▶ [Your task]: Check every line of the data below for "PartialEq". Copy each one that has it.
Provided data: Begin
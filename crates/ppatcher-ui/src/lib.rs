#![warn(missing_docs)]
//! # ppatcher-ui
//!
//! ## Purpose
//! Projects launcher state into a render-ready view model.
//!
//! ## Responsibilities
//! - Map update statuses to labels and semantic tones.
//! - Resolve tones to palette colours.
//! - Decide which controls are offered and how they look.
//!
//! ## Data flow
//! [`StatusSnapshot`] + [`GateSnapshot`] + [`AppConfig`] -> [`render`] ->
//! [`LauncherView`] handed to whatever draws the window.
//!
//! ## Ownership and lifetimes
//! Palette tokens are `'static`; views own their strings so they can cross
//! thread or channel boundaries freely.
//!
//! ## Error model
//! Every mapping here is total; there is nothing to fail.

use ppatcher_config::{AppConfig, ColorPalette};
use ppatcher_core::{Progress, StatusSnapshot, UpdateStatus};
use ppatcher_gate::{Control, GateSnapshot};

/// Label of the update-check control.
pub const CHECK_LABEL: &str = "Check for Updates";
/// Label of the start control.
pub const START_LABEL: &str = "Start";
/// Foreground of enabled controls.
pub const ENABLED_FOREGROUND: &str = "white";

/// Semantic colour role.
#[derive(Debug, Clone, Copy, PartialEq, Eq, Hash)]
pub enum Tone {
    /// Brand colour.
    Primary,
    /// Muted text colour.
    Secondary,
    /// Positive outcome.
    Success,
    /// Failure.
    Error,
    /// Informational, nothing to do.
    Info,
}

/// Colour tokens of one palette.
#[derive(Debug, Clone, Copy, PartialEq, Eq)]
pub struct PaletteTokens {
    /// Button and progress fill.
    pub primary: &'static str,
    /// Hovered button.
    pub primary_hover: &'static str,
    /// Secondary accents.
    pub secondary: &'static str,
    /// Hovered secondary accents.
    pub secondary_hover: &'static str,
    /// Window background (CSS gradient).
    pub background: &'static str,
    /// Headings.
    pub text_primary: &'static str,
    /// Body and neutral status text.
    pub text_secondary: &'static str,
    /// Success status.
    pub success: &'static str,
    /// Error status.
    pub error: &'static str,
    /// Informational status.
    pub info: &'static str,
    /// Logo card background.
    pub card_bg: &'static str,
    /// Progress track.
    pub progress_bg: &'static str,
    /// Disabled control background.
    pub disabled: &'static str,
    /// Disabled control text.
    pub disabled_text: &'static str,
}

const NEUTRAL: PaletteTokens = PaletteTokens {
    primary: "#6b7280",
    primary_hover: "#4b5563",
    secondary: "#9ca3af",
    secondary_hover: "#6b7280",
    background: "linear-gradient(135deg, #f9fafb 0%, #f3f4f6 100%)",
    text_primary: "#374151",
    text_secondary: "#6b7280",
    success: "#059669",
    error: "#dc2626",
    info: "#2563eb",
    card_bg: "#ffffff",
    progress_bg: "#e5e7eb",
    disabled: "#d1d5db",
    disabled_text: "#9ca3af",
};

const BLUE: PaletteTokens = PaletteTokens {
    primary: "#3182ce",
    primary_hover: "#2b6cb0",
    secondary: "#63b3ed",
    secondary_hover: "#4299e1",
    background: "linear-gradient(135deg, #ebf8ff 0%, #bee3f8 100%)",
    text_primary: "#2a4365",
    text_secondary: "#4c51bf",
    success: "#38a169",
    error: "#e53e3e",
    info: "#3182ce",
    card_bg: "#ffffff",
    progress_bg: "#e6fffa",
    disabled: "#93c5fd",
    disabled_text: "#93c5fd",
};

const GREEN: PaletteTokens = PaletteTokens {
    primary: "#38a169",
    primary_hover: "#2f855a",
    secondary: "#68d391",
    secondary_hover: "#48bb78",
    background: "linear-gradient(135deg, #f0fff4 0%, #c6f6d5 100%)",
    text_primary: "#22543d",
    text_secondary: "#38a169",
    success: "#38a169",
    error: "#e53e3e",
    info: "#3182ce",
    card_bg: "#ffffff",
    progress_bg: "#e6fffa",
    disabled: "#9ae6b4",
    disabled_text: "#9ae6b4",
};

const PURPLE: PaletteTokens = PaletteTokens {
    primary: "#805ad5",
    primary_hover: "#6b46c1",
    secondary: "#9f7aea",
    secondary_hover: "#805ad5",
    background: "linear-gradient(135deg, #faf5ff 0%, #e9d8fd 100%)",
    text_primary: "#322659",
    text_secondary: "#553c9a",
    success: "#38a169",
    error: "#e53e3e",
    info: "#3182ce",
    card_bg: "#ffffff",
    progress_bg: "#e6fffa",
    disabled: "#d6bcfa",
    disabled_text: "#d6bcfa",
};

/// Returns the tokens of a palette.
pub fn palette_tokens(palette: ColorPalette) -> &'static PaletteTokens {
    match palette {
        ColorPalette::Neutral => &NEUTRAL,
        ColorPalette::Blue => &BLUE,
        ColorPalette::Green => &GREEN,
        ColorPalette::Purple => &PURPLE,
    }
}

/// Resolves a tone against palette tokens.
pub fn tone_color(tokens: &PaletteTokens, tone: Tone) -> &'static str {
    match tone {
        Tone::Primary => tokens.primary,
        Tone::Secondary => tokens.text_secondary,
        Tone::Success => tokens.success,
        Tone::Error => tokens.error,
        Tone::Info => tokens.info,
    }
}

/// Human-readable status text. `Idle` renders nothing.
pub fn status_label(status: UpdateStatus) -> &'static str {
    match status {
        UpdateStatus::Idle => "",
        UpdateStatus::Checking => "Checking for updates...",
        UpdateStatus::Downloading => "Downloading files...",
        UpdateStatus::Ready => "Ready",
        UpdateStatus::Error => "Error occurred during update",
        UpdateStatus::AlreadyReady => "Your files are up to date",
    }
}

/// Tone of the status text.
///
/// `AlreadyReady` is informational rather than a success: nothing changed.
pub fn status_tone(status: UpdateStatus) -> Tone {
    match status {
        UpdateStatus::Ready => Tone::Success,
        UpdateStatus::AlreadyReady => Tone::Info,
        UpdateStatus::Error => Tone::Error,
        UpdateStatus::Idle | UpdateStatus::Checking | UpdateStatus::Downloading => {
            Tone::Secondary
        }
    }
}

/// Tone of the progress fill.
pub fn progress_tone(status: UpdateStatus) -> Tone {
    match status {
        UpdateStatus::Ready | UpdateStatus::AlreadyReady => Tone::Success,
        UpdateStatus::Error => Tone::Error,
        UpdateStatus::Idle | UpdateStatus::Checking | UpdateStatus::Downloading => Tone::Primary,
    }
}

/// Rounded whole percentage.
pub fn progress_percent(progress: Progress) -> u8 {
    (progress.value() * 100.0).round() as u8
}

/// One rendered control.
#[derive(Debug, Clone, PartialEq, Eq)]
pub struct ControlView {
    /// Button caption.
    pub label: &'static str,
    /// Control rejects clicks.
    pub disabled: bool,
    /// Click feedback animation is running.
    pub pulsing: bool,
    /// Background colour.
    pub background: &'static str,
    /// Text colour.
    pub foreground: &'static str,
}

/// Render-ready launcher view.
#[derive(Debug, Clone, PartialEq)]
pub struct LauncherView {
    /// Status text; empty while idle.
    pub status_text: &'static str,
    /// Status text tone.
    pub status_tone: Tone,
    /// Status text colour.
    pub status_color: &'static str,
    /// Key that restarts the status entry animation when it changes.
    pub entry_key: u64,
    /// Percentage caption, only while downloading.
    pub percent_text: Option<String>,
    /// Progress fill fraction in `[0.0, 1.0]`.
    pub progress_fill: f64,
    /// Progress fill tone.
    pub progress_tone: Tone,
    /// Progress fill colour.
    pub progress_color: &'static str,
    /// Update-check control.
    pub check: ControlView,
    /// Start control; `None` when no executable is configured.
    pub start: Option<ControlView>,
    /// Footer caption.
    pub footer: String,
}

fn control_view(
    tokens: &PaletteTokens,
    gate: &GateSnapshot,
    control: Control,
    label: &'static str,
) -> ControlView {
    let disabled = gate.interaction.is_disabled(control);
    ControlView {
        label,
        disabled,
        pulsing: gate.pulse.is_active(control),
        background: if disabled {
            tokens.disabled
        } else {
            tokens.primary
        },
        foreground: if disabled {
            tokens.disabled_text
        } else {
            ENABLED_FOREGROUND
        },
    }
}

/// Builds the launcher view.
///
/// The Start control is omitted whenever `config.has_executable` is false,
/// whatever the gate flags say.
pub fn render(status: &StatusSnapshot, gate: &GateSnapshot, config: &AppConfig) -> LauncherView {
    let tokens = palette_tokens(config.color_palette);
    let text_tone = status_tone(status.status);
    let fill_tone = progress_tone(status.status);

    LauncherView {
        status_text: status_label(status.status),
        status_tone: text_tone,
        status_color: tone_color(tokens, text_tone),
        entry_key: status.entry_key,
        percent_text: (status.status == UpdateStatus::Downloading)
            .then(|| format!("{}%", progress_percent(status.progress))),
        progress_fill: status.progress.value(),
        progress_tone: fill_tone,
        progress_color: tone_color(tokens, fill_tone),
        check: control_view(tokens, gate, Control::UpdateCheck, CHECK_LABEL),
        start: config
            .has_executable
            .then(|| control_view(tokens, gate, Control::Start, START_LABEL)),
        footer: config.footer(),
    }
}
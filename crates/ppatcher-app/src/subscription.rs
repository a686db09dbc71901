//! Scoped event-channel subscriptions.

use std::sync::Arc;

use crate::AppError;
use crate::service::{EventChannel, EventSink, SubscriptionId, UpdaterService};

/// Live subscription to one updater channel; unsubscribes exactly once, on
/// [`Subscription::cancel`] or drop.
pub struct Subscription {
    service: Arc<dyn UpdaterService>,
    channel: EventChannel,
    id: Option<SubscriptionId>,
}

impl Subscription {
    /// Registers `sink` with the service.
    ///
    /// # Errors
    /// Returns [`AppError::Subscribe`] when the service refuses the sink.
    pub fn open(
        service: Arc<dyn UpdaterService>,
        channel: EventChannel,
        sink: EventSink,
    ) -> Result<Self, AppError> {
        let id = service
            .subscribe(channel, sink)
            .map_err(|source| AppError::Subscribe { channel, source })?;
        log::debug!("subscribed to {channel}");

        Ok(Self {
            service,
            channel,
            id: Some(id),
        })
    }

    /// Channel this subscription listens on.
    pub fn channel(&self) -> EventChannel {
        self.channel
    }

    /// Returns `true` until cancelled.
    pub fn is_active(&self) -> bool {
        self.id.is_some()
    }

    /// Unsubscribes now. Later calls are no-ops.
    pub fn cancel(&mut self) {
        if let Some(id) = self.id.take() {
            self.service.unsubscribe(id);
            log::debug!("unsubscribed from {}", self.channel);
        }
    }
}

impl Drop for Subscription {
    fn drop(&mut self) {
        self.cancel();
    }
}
Provided data: End
▶ [Task response]:
#[derive(Debug, Clone, Copy, PartialEq, Eq, Hash)]
#[derive(Debug, Clone, Copy, PartialEq, Eq)]
#[derive(Debug, Clone, PartialEq, Eq)]
#[derive(Debug, Clone, PartialEq)]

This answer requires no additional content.